_Exercise details_: Go through the records below and return each line that has "variant" in it.

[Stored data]

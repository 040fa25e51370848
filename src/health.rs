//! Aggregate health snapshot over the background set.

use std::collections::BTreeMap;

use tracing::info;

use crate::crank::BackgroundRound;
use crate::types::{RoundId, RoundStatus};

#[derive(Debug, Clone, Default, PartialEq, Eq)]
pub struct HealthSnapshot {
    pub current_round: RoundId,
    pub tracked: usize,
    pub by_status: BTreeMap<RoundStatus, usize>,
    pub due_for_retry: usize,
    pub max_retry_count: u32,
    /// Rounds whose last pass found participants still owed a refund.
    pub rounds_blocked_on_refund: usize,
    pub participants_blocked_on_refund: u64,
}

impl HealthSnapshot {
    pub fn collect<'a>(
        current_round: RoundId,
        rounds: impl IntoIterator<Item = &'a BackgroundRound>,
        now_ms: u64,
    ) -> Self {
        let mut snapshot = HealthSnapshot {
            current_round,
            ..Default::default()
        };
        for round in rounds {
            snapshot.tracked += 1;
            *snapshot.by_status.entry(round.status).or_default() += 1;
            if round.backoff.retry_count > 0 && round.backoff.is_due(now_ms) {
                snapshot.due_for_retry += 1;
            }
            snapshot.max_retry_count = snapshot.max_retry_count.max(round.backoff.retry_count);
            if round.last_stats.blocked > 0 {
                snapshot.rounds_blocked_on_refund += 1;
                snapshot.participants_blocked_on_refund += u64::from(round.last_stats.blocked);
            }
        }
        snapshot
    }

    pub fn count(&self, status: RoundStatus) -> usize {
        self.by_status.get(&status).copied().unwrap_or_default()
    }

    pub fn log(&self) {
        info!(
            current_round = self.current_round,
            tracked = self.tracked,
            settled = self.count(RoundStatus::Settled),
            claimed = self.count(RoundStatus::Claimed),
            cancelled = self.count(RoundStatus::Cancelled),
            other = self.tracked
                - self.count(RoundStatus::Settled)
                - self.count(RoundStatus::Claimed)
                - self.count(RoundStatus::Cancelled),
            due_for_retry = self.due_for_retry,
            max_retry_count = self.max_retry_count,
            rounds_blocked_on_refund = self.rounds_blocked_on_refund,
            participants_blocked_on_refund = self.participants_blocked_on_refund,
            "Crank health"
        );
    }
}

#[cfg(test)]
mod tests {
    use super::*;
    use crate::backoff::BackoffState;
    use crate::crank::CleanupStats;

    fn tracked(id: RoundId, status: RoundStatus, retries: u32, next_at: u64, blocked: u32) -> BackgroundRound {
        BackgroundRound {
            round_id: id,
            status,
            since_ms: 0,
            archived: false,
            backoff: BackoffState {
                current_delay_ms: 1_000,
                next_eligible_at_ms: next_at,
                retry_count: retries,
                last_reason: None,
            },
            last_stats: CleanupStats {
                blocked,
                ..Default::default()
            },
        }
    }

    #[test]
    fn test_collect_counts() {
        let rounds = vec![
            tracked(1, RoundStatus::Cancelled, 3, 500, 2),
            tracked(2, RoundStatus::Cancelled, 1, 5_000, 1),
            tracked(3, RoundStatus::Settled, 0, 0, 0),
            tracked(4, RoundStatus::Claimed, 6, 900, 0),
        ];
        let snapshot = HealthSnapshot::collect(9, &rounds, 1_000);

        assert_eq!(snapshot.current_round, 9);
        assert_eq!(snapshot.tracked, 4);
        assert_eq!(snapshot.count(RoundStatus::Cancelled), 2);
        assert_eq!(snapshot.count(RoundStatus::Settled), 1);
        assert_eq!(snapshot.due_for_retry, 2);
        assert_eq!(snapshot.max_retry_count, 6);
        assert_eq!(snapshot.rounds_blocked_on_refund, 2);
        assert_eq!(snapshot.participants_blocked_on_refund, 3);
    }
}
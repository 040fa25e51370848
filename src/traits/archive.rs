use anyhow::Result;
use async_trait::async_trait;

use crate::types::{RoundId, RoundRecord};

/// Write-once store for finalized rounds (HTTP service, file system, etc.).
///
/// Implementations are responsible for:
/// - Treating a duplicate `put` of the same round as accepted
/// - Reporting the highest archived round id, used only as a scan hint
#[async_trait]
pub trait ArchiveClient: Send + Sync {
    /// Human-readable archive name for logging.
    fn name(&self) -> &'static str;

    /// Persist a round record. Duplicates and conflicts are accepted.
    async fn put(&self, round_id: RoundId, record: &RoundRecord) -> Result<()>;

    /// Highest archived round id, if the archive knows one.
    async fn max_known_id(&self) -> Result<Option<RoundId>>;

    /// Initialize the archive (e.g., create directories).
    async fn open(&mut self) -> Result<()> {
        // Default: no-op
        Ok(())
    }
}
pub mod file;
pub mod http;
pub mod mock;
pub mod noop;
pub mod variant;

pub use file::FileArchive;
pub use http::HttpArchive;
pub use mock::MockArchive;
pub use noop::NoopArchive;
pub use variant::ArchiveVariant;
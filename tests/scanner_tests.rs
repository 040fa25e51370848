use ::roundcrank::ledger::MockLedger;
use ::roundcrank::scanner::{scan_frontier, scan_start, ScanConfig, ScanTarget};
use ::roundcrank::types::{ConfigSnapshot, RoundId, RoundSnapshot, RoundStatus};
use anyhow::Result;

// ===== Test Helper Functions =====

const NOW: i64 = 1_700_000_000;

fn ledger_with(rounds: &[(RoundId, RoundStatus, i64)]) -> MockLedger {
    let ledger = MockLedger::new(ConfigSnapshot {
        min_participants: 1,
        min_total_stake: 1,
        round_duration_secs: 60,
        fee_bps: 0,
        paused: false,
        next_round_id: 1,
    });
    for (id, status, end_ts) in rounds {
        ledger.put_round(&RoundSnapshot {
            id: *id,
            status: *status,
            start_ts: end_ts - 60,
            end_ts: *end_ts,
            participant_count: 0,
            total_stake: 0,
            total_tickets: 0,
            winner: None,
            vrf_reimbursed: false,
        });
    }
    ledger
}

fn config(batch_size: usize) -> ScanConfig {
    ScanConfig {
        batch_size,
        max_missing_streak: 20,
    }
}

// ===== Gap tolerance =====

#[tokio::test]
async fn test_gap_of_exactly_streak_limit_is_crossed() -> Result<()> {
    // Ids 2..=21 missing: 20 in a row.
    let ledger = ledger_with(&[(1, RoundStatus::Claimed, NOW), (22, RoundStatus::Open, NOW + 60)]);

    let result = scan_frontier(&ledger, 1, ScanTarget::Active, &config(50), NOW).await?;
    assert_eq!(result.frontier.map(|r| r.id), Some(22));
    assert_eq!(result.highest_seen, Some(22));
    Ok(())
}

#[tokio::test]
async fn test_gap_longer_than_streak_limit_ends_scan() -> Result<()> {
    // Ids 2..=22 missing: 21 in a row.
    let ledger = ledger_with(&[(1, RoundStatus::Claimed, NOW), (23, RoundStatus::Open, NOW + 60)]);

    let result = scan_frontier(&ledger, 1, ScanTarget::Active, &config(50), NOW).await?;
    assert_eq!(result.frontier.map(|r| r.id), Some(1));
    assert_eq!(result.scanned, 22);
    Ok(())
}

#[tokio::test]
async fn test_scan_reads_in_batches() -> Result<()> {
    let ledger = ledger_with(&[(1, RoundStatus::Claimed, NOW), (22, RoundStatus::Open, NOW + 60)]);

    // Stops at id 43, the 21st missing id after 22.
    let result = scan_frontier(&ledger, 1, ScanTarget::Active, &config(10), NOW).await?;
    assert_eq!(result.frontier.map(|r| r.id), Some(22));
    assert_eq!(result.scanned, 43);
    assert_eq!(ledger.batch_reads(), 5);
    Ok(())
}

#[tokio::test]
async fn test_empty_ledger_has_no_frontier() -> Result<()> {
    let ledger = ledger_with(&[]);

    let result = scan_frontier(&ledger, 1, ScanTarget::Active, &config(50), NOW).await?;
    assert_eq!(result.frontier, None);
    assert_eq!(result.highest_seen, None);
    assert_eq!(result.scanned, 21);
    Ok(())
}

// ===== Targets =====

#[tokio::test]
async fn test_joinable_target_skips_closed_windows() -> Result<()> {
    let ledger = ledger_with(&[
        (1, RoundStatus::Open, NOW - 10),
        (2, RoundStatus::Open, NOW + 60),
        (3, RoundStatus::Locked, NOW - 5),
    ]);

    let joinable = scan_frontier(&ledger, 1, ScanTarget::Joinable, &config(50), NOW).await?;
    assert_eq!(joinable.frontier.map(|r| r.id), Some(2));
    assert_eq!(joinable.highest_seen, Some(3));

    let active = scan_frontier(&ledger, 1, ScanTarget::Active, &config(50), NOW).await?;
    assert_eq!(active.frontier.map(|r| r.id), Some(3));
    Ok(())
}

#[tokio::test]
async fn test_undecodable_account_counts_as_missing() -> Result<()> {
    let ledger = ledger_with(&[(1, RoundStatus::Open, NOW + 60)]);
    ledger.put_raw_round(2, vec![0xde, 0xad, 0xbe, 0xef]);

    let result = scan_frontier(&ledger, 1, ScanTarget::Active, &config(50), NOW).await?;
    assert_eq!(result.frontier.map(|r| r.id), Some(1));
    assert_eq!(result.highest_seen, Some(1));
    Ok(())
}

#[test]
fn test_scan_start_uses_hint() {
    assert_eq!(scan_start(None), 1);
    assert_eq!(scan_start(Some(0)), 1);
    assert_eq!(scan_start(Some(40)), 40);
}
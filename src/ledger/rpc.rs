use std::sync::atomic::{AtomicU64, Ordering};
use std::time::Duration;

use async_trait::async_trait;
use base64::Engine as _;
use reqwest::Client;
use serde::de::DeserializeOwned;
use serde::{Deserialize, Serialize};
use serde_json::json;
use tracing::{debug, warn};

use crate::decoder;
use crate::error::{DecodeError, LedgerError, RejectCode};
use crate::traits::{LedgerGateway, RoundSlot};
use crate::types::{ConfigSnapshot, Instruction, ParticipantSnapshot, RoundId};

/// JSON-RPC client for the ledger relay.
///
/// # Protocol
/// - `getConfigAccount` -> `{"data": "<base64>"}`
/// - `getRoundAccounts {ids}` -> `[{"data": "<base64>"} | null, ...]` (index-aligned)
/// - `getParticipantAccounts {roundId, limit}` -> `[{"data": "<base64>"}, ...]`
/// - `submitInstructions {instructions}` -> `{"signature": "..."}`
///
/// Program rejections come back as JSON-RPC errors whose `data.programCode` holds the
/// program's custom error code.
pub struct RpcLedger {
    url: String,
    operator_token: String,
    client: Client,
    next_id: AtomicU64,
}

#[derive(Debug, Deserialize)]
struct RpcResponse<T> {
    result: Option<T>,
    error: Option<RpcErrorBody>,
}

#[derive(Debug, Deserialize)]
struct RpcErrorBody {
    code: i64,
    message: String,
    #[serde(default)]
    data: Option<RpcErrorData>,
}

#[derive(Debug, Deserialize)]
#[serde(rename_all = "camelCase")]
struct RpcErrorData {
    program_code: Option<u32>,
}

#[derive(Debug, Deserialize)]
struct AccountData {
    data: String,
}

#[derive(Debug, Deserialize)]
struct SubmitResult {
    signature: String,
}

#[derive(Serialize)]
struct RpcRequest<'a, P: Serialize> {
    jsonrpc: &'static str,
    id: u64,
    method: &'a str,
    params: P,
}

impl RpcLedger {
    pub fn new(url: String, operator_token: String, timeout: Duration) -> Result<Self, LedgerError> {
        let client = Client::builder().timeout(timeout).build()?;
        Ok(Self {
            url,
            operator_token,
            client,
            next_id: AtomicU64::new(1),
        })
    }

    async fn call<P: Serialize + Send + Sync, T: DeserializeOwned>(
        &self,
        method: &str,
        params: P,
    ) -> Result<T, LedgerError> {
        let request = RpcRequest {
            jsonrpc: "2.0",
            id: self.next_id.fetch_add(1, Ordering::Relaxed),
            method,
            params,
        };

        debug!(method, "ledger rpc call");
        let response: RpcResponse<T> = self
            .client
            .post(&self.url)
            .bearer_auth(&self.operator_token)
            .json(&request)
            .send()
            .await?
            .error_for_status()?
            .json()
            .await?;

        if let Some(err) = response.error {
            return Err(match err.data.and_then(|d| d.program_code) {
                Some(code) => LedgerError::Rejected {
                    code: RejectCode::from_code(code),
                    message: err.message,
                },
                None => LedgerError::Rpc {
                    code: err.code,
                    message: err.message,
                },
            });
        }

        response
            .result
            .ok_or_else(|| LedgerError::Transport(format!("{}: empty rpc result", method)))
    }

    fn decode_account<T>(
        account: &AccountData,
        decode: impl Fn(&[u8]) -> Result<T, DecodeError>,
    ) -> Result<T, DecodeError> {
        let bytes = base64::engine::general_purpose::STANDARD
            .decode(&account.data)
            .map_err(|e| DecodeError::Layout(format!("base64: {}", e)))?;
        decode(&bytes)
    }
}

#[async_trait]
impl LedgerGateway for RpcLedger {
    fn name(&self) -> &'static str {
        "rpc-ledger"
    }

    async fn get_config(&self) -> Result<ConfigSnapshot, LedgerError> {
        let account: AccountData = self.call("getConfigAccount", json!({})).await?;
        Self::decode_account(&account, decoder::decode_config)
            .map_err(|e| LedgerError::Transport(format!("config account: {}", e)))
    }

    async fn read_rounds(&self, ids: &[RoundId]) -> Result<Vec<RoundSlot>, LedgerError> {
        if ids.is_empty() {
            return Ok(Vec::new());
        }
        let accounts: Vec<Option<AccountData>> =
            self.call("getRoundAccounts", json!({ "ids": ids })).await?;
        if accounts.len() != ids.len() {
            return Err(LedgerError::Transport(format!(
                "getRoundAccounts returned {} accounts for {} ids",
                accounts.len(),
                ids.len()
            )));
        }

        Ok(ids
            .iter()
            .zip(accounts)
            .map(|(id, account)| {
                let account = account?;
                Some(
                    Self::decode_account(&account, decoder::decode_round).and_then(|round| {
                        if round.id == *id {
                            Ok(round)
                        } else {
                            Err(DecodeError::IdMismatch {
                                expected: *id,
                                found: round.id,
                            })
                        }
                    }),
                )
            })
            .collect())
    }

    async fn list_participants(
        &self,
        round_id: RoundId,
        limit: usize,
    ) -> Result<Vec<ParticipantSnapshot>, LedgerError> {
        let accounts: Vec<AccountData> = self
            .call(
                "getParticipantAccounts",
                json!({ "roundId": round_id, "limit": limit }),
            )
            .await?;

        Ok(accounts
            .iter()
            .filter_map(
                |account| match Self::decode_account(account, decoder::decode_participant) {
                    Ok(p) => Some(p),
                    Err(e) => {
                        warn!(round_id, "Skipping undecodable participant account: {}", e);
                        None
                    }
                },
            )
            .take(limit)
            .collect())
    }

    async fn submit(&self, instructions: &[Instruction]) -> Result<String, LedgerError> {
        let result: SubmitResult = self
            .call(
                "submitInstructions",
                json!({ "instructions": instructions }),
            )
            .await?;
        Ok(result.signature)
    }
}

_Exercise solution_:
pub mod variant;
pub use variant::ArchiveVariant;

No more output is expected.